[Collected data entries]
※
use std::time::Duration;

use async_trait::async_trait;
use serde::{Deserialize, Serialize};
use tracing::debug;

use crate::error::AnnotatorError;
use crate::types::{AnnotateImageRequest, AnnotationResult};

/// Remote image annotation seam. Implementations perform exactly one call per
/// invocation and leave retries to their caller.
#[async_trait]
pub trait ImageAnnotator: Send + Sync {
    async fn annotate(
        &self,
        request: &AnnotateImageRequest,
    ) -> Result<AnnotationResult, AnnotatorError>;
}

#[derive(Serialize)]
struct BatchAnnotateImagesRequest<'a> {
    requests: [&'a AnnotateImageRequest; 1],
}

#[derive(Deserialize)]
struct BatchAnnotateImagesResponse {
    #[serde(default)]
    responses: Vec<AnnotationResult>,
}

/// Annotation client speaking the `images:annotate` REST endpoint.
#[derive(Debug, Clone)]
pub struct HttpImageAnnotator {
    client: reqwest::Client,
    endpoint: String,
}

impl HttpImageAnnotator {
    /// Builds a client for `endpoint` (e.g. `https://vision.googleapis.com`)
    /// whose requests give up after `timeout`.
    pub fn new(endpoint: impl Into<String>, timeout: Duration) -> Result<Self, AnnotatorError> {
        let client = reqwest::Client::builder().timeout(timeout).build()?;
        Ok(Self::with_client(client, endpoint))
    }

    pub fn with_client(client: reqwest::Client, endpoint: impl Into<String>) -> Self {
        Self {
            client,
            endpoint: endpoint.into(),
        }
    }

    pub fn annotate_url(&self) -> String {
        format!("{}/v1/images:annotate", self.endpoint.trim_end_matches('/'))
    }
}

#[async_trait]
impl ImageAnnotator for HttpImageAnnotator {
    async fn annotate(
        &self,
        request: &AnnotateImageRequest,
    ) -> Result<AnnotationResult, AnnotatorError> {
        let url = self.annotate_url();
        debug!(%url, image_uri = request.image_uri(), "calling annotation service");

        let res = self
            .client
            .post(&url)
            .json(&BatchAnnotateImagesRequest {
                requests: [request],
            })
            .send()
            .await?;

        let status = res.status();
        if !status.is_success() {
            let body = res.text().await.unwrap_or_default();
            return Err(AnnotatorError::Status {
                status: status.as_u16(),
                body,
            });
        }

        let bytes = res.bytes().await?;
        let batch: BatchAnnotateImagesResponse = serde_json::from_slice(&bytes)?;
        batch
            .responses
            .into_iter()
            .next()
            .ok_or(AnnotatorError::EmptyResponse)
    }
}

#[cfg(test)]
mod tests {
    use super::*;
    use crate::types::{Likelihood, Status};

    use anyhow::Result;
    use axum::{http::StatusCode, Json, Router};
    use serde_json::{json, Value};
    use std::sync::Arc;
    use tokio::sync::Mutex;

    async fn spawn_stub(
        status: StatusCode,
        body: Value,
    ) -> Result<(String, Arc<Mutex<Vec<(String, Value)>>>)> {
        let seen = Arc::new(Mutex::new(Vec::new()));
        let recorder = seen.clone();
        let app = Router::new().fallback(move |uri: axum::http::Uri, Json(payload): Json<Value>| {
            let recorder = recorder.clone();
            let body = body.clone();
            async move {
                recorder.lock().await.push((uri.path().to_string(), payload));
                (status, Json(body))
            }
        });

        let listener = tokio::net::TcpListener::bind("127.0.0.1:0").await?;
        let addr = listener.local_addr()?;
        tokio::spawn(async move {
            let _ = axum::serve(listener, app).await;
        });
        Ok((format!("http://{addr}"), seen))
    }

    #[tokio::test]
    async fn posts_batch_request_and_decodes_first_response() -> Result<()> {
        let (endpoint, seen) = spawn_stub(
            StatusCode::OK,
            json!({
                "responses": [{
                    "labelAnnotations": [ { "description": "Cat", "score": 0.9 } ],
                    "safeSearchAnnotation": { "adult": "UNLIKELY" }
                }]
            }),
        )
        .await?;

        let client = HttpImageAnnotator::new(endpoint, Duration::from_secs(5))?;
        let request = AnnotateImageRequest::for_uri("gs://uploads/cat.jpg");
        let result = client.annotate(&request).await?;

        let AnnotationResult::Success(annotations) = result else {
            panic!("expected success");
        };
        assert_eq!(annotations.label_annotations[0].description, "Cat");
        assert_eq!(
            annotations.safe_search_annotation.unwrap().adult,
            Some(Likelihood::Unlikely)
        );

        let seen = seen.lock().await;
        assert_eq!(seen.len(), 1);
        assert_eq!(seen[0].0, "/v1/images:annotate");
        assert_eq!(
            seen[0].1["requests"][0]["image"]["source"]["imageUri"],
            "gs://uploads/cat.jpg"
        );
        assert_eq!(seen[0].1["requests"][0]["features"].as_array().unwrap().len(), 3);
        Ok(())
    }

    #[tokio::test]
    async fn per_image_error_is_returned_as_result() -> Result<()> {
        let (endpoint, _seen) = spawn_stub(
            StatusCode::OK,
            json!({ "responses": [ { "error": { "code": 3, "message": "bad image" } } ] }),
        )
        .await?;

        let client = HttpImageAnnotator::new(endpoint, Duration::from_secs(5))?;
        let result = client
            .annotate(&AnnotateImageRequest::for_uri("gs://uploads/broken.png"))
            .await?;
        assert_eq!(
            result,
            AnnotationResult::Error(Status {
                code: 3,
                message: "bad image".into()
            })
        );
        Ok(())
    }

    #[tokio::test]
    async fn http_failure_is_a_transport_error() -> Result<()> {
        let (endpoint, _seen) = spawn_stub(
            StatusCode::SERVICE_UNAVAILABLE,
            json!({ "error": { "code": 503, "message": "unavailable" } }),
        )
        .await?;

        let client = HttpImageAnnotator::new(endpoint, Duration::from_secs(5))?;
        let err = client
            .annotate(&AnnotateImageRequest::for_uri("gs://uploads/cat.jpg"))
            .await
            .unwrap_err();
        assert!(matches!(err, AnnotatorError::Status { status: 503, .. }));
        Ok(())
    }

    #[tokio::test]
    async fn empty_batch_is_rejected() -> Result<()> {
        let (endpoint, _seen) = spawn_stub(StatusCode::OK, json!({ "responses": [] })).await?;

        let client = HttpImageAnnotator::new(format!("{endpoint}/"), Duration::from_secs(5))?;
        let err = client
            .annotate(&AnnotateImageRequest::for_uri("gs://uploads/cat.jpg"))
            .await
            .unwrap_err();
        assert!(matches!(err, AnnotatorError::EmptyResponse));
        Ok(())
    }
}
※
PROBLEM STATEMENT => Search the data and copy each line containing "AnnotatorError".

WRITTEN SOLUTION =>
use crate::error::AnnotatorError;
    ) -> Result<AnnotationResult, AnnotatorError>;
    pub fn new(endpoint: impl Into<String>, timeout: Duration) -> Result<Self, AnnotatorError> {
    ) -> Result<AnnotationResult, AnnotatorError> {
            return Err(AnnotatorError::Status {
            .ok_or(AnnotatorError::EmptyResponse)
        assert!(matches!(err, AnnotatorError::Status { status: 503, .. }));
        assert!(matches!(err, AnnotatorError::EmptyResponse));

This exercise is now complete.